Write inside a socket open by another process in Linux

10,317

Solution 1

This isn't possible because it would be difficult to implement and rarely useful. Sockets are a lot more complex than pipes:

  • Sockets are bidirectional.
  • There are different types of sockets. Some sockets aren't streams of bytes (e.g. UDP sockets are datagram sockets, which send packets and not bytes).
  • Sockets perform multiplexing (and there's some overloading between sockets used by servers waiting for connections and sockets used by actual opened connections).

Because sockets are bidirectional, they are often used to communicate under bidirectional protocols. If you inject data into the conversation, the other side might send a response to your data, and there is no way to dispatch the response to the right requester. This considerably reduces the usefulness of allowing data injection on sockets.

If you're trying to contact the same server as an existing client and not tack onto an existing conversation, there is already a way to do that: contact the server in the same way (open a socket on the filesystem, or to a TCP or UDP port). If the socket is a nameless one between two processes, that's a good hint that you aren't supposed to join in, so the operating system doesn't make it easy.

With a datagram socket (not the case here), you couldn't directly inject data because the shell only understands streams of bytes, it doesn't know to call send instead of write to send a packet.

If you have the cooperation of one endpoint, you can tell make use file descriptor passing 1 2 3.
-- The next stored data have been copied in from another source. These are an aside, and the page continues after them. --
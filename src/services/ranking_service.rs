//! Ranking service - ranked moderation queues and index maintenance
//!
//! Maintenance never takes exclusive access: each index rebuild and each
//! reconciliation batch is its own short write transaction, so live writes
//! interleave between them and readers (WAL) are never blocked.

use std::sync::Arc;

use serde::Serialize;
use tracing::info;

use crate::config::Config;
use crate::db::ranking::{self, RankCursor, RankOrder, RankedPage};
use crate::db::schema::{self, RANKING_INDEXES};
use crate::db::{ClusterStatus, ModerationDb};
use crate::error::StorageError;

use super::events::{EventBus, ModerationEvent};

/// Totals of a full reconciliation pass
#[derive(Debug, Clone, Copy, Default, Serialize)]
pub struct ReconcileReport {
    pub batches: usize,
    pub scanned: usize,
    pub corrected: usize,
}

/// Ranking service for the ranking index
pub struct RankingService {
    db: Arc<ModerationDb>,
    events: Arc<EventBus>,
    default_limit: i64,
    max_limit: i64,
    reconcile_batch_size: i64,
}

impl RankingService {
    /// Create a new ranking service
    pub fn new(db: Arc<ModerationDb>, events: Arc<EventBus>, config: &Config) -> Self {
        Self {
            db,
            events,
            default_limit: config.default_rank_limit,
            max_limit: config.max_rank_limit,
            reconcile_batch_size: config.reconcile_batch_size,
        }
    }

    // =========================================================================
    // Read Operations
    // =========================================================================

    /// One page of clusters in `status`, highest `order` count first.
    ///
    /// `limit` defaults to the configured page size and must lie in
    /// `1..=max_rank_limit`.
    pub fn top_clusters(
        &self,
        status: ClusterStatus,
        order: RankOrder,
        limit: Option<i64>,
        cursor: Option<&RankCursor>,
    ) -> Result<RankedPage, StorageError> {
        let limit = self.validate_limit(limit)?;
        self.db
            .with_conn(|conn| ranking::top_clusters(conn, status, order, limit, cursor))
    }

    /// Same as `top_clusters`, taking string status/order and an opaque cursor token
    pub fn top_clusters_by_token(
        &self,
        status: &str,
        order: &str,
        limit: Option<i64>,
        cursor_token: Option<&str>,
    ) -> Result<RankedPage, StorageError> {
        let status: ClusterStatus = status.parse()?;
        let order: RankOrder = order.parse()?;
        let cursor = cursor_token.map(RankCursor::decode).transpose()?;
        self.top_clusters(status, order, limit, cursor.as_ref())
    }

    fn validate_limit(&self, limit: Option<i64>) -> Result<i64, StorageError> {
        let limit = limit.unwrap_or(self.default_limit);
        if limit < 1 || limit > self.max_limit {
            return Err(StorageError::InvalidInput(format!(
                "limit must be between 1 and {}, got {}",
                self.max_limit, limit
            )));
        }
        Ok(limit)
    }

    // =========================================================================
    // Maintenance
    // =========================================================================

    /// Create any missing ranking, ledger and membership index
    pub fn ensure_ranking_indexes(&self) -> Result<(), StorageError> {
        self.db.write("ensure_indexes", |conn| schema::ensure_indexes(conn))
    }

    /// Rebuild every ranking index, one short transaction each, then refresh
    /// planner statistics. Returns the number of indexes rebuilt.
    pub fn rebuild_ranking_indexes(&self) -> Result<usize, StorageError> {
        for index in RANKING_INDEXES {
            self.db.write("reindex", |conn| ranking::reindex(conn, index))?;
        }
        self.db.write("analyze", |conn| ranking::analyze(conn))?;

        info!(indexes = RANKING_INDEXES.len(), "Ranking indexes rebuilt");
        self.events.emit(ModerationEvent::MaintenanceFinished {
            task: "rebuild_ranking_indexes",
            corrected: 0,
        });
        Ok(RANKING_INDEXES.len())
    }

    /// Recompute cached counters and status from physical data, batch by
    /// batch. `batch_size` defaults to the configured size.
    pub fn reconcile_counters(&self, batch_size: Option<i64>) -> Result<ReconcileReport, StorageError> {
        let batch_size = batch_size.unwrap_or(self.reconcile_batch_size);
        if batch_size < 1 {
            return Err(StorageError::InvalidInput(format!(
                "batch size must be at least 1, got {}",
                batch_size
            )));
        }

        let mut report = ReconcileReport::default();
        let mut after_id = i64::MIN;
        loop {
            let batch = self.db.write("reconcile_counters", |conn| {
                ranking::reconcile_batch(conn, after_id, batch_size)
            })?;

            let Some(last_id) = batch.last_id else { break };
            report.batches += 1;
            report.scanned += batch.scanned;
            report.corrected += batch.corrected;
            after_id = last_id;

            if (batch.scanned as i64) < batch_size {
                break;
            }
        }

        info!(
            batches = report.batches,
            scanned = report.scanned,
            corrected = report.corrected,
            "Counter reconciliation finished"
        );
        self.events.emit(ModerationEvent::MaintenanceFinished {
            task: "reconcile_counters",
            corrected: report.corrected,
        });
        Ok(report)
    }
}

#[cfg(test)]
mod tests {
    use crate::services::Services;
    use crate::StorageError;

    #[test]
    fn test_limit_bounds() {
        let services = Services::in_memory().unwrap();
        let ranking = &services.ranking;

        assert!(ranking
            .top_clusters_by_token("blacklisted", "report_count", None, None)
            .unwrap()
            .clusters
            .is_empty());
        assert!(matches!(
            ranking.top_clusters_by_token("blacklisted", "report_count", Some(0), None),
            Err(StorageError::InvalidInput(_))
        ));
        assert!(matches!(
            ranking.top_clusters_by_token("blacklisted", "report_count", Some(501), None),
            Err(StorageError::InvalidInput(_))
        ));
        assert!(matches!(
            ranking.top_clusters_by_token("spam", "report_count", None, None),
            Err(StorageError::InvalidStatus(_))
        ));
        assert!(matches!(
            ranking.top_clusters_by_token("hidden", "newest", None, None),
            Err(StorageError::InvalidInput(_))
        ));
    }

    #[test]
    fn test_maintenance_on_empty_store() {
        let services = Services::in_memory().unwrap();
        services.ranking.ensure_ranking_indexes().unwrap();
        assert_eq!(services.ranking.rebuild_ranking_indexes().unwrap(), 2);
        let report = services.ranking.reconcile_counters(Some(10)).unwrap();
        assert_eq!(report.batches, 0);
        assert_eq!(report.corrected, 0);
    }
}
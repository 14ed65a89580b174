//! Database schema definitions
//!
//! Referential rules (cascade on leader delete, set-null on cluster delete,
//! restrict on actor delete) are not declared as SQL foreign keys. They are
//! enforced by the repository functions inside the same transaction as the
//! change that triggers them.

use diesel::connection::SimpleConnection;
use diesel::prelude::*;
use diesel::sql_types::Integer;
use tracing::info;

use crate::error::StorageError;

/// Current schema version for migrations
pub const SCHEMA_VERSION: i32 = 1;

pub const INDEX_LATEST_STATUS_REPORT_COUNT_ID: &str =
    "message_clusters_latest_status_report_count_id_idx";
pub const INDEX_LATEST_STATUS_ENTITY_COUNT_ID: &str =
    "message_clusters_latest_status_entity_count_id_idx";
pub const INDEX_MESSAGE_CLUSTER_ID_CREATED_AT: &str =
    "message_cluster_statuses_message_cluster_id_created_at_idx";
pub const INDEX_ACTOR_ID: &str = "message_cluster_statuses_actor_id_idx";
pub const INDEX_CLUSTER_ID: &str = "entities_cluster_id_idx";

/// Indexes serving the ranked moderation queries
pub const RANKING_INDEXES: [&str; 2] = [
    INDEX_LATEST_STATUS_REPORT_COUNT_ID,
    INDEX_LATEST_STATUS_ENTITY_COUNT_ID,
];

#[derive(QueryableByName)]
struct VersionRow {
    #[diesel(sql_type = Integer)]
    version: i32,
}

/// Initialize the database schema
pub fn init_schema(conn: &mut SqliteConnection) -> Result<(), StorageError> {
    let current_version = get_schema_version(conn)?;

    if current_version == 0 {
        info!("Creating new database schema v{}", SCHEMA_VERSION);
        conn.immediate_transaction(|conn| {
            create_tables(conn)?;
            set_schema_version(conn, SCHEMA_VERSION)
        })?;
    } else if current_version < SCHEMA_VERSION {
        info!("Migrating schema from v{} to v{}", current_version, SCHEMA_VERSION);
        migrate_schema(conn, current_version)?;
    } else {
        info!("Database schema is up to date (v{})", current_version);
    }

    ensure_indexes(conn)
}

/// Get current schema version (0 if not initialized)
fn get_schema_version(conn: &mut SqliteConnection) -> Result<i32, StorageError> {
    conn.batch_execute("CREATE TABLE IF NOT EXISTS schema_version (version INTEGER NOT NULL)")
        .map_err(|e| StorageError::query("Failed to create schema_version table", e))?;

    let row: Option<VersionRow> = diesel::sql_query("SELECT version FROM schema_version LIMIT 1")
        .get_result(conn)
        .optional()
        .map_err(|e| StorageError::query("Failed to read schema_version", e))?;

    Ok(row.map(|r| r.version).unwrap_or(0))
}

/// Set schema version
fn set_schema_version(conn: &mut SqliteConnection, version: i32) -> Result<(), StorageError> {
    diesel::sql_query("DELETE FROM schema_version")
        .execute(conn)
        .map_err(|e| StorageError::query("Failed to clear schema_version", e))?;
    diesel::sql_query("INSERT INTO schema_version (version) VALUES (?)")
        .bind::<Integer, _>(version)
        .execute(conn)
        .map_err(|e| StorageError::query("Failed to set schema_version", e))?;
    Ok(())
}

/// Create all tables
fn create_tables(conn: &mut SqliteConnection) -> Result<(), StorageError> {
    conn.batch_execute(REGISTRY_SCHEMA)
        .map_err(|e| StorageError::query("Failed to create registry tables", e))?;

    conn.batch_execute(CLUSTERS_SCHEMA)
        .map_err(|e| StorageError::query("Failed to create cluster tables", e))?;

    Ok(())
}

/// Create every lookup index that is missing. Safe to run on a live database.
pub fn ensure_indexes(conn: &mut SqliteConnection) -> Result<(), StorageError> {
    conn.batch_execute(INDEXES_SCHEMA)
        .map_err(|e| StorageError::query("Failed to create indexes", e))
}

/// Migrate schema from older version
fn migrate_schema(conn: &mut SqliteConnection, from_version: i32) -> Result<(), StorageError> {
    match from_version {
        // 1 -> 2 goes here once the layout changes
        _ => {}
    }

    set_schema_version(conn, SCHEMA_VERSION)?;
    Ok(())
}

/// Collaborator tables: the entity registry and the actor directory.
/// Only the columns the cluster engine reads or writes are declared.
const REGISTRY_SCHEMA: &str = r#"
CREATE TABLE IF NOT EXISTS entities (
    id INTEGER PRIMARY KEY NOT NULL,
    cluster_id INTEGER,
    created_at TEXT NOT NULL DEFAULT (strftime('%Y-%m-%dT%H:%M:%fZ', 'now'))
);

CREATE TABLE IF NOT EXISTS users (
    id INTEGER PRIMARY KEY NOT NULL,
    created_at TEXT NOT NULL DEFAULT (strftime('%Y-%m-%dT%H:%M:%fZ', 'now'))
);
"#;

/// Clusters and the append-only status ledger
const CLUSTERS_SCHEMA: &str = r#"
CREATE TABLE IF NOT EXISTS message_clusters (
    id INTEGER PRIMARY KEY AUTOINCREMENT NOT NULL,
    -- one cluster per leader, one leader per cluster
    leader_entity_id INTEGER NOT NULL UNIQUE,
    entity_count INTEGER NOT NULL DEFAULT 0 CHECK (entity_count >= 0),
    report_count INTEGER NOT NULL DEFAULT 0 CHECK (report_count >= 0),
    last_reported_at TEXT,
    latest_status TEXT NOT NULL DEFAULT 'unclassified'
        CHECK (latest_status IN ('blacklisted', 'whitelisted', 'unclassified', 'hidden')),
    latest_status_at TEXT NOT NULL,
    created_at TEXT NOT NULL,
    updated_at TEXT NOT NULL
);

CREATE TABLE IF NOT EXISTS message_cluster_statuses (
    id INTEGER PRIMARY KEY AUTOINCREMENT NOT NULL,
    message_cluster_id INTEGER NOT NULL,
    status TEXT NOT NULL DEFAULT 'unclassified'
        CHECK (status IN ('blacklisted', 'whitelisted', 'unclassified', 'hidden')),
    actor_id INTEGER NOT NULL,
    created_at TEXT NOT NULL,
    updated_at TEXT NOT NULL
);
"#;

/// Lookup paths:
/// - clusters by status ordered by report_count / entity_count desc, id tiebreak
/// - ledger rows by cluster ordered by created_at desc
/// - ledger rows by actor (restrict check on actor delete)
/// - entities by cluster
const INDEXES_SCHEMA: &str = r#"
CREATE INDEX IF NOT EXISTS message_clusters_latest_status_report_count_id_idx
    ON message_clusters(latest_status, report_count DESC, id);
CREATE INDEX IF NOT EXISTS message_clusters_latest_status_entity_count_id_idx
    ON message_clusters(latest_status, entity_count DESC, id);
CREATE INDEX IF NOT EXISTS message_cluster_statuses_message_cluster_id_created_at_idx
    ON message_cluster_statuses(message_cluster_id, created_at DESC, id DESC);
CREATE INDEX IF NOT EXISTS message_cluster_statuses_actor_id_idx
    ON message_cluster_statuses(actor_id);
CREATE INDEX IF NOT EXISTS entities_cluster_id_idx
    ON entities(cluster_id);
"#;

#[cfg(test)]
mod tests {
    use super::*;

    #[test]
    fn test_init_schema_is_idempotent() {
        let mut conn = SqliteConnection::establish(":memory:").unwrap();
        init_schema(&mut conn).unwrap();
        init_schema(&mut conn).unwrap();
        assert_eq!(get_schema_version(&mut conn).unwrap(), SCHEMA_VERSION);
    }

    #[test]
    fn test_status_check_constraint() {
        let mut conn = SqliteConnection::establish(":memory:").unwrap();
        init_schema(&mut conn).unwrap();

        let result = conn.batch_execute(
            "INSERT INTO message_clusters (leader_entity_id, latest_status, latest_status_at, created_at, updated_at) \
             VALUES (1, 'spam', 'x', 'x', 'x')",
        );
        assert!(result.is_err());
    }
}
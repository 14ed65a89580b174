//! Membership service - entity to cluster assignment

use std::sync::Arc;

use crate::db::membership::{self, RemovedMember};
use crate::db::{MessageCluster, ModerationDb};
use crate::error::StorageError;

use super::events::{EventBus, ModerationEvent};

pub struct MembershipService {
    db: Arc<ModerationDb>,
    events: Arc<EventBus>,
}

impl MembershipService {
    pub fn new(db: Arc<ModerationDb>, events: Arc<EventBus>) -> Self {
        Self { db, events }
    }

    /// Member entity ids of a cluster
    pub fn members_of(&self, cluster_id: i64) -> Result<Vec<i64>, StorageError> {
        self.db.with_conn(|conn| membership::members_of(conn, cluster_id))
    }

    /// Physical member count of a cluster
    pub fn member_count(&self, cluster_id: i64) -> Result<i64, StorageError> {
        self.db.with_conn(|conn| membership::member_count(conn, cluster_id))
    }

    /// Cluster an entity belongs to
    pub fn cluster_of(&self, entity_id: i64) -> Result<Option<i64>, StorageError> {
        self.db.with_conn(|conn| membership::cluster_of(conn, entity_id))
    }

    /// Add an entity to a cluster. Re-adding to the same cluster is a no-op.
    pub fn add(&self, entity_id: i64, cluster_id: i64) -> Result<MessageCluster, StorageError> {
        let mut changed = false;
        let cluster = self.db.write("add_member", |conn| {
            changed = membership::cluster_of(conn, entity_id)? != Some(cluster_id);
            membership::add_member(conn, entity_id, cluster_id)
        })?;

        if changed {
            self.events
                .emit(ModerationEvent::MemberAdded { entity_id, cluster_id });
        }

        Ok(cluster)
    }

    /// Remove an entity from its cluster
    pub fn remove(&self, entity_id: i64) -> Result<RemovedMember, StorageError> {
        let removed = self
            .db
            .write("remove_member", |conn| membership::remove_member(conn, entity_id))?;

        self.events.emit(ModerationEvent::MemberRemoved {
            entity_id,
            cluster_id: removed.cluster.id,
        });

        Ok(removed)
    }
}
Otherwise, you can make the process that has the socket open send the data itself, with ptrace (that's what gdb uses under the hood). This suspends the process, very much by design, so that your dirty tricks don't confuse the process too much. Even with the process suspended, you run a major risk of making the process's data structures inconsistent with the reality of the data or environment modifications that you've injected. (Note that even if the system allowed injecting data over a socket, there would be a similar, if lesser, risk of confusing the process with these inconsistencies.)

Solution 2

I'd say it is possible, but both processes need to cooperate to do this. You can have one process send a file descriptor over a socket connection to another process. I found this example, which seems to work on an up-to-date Arch linux machine.

Share:
10,317

Related videos on Youtube

otaku22
Author by

otaku22

Updated on September 18, 2022

Comments

  • otaku22
    otaku22 over 1 year

    Is it possible on Linux for a process to write inside a socket open by another one?

    Let's say I open a connection to google.com using netcat:

    myuser@linux:~$ nc google.com 80
    

    Now I can lookup for the process pid and open its file descriptor folder:

    myuser@linux:~$ ls -la /proc/24105/fd
    totale 0
    dr-x------ 2 myuser myuser  0 2012-03-10 19:01 .
    dr-xr-xr-x 7 myuser myuser  0 2012-03-10 19:01 ..
    lrwx------ 1 myuser myuser 64 2012-03-10 19:02 0 -> /dev/pts/12
    lrwx------ 1 myuser myuser 64 2012-03-10 19:02 1 -> /dev/pts/12
    lrwx------ 1 myuser myuser 64 2012-03-10 19:01 2 -> /dev/pts/12
    lrwx------ 1 myuser myuser 64 2012-03-10 19:02 3 -> socket:[3947162]
    

    So now I would like to make the HTTP request using an echo inside that socket:

    myuser@linux:~$ echo "GET / HTTP/1.1" >> /proc/24285/fd/3
    bash: /proc/24285/fd/3: no such device or address
    

    Doing it as root doesn't change the result.

    I can't write inside the socket but I can write inside the stdin:

    myuser@linux:~$ echo "GET / HTTP/1.1" >> /proc/24285/fd/0
    myuser@linux:~$
    

    But it's not what I want to do.

    I was thinking: a Linux socket should be treated like a file, isn't it? One or more processes can use the same socket, so why can't I do this?

    • Admin
      Admin about 12 years
      It doesnt look like it is possible. First this is a socket, not a fifo, so you cant just echo to it like a normal file. nc can do this, but trying to do so results in "Transport endpoint is not connected". Example command nc -v --send-only -U /proc/123/fd/3 <<< 'GET /'$'\n\n'
    • Admin
      Admin about 12 years
      what? Why should I use the -U (Unix socket) option? By the way I can't understand how it can be useful
    • Admin
      Admin about 12 years
      I found a bad workaround using gdb: gdb -p 24285 and then I can write inside the file descriptor using call write(3, "test",4). It works, but I would like to do the same thing from the procfile because the use of gdb requires to stop the process (so rises the risk of crashes or other bad things)
  • otaku22
    otaku22 about 12 years
  • Gilles 'SO- stop being evil'
    Gilles 'SO- stop being evil' about 12 years
    @otaku22 Leading to In theory you can't get an open on this inode, but /proc provides a back door. Remember to keep it shut otherwise you'll let the creepy crawlies in. My answer aims to show what these creepy crawlies are, I don't know if there's a more official or more complete presentation elsewhere.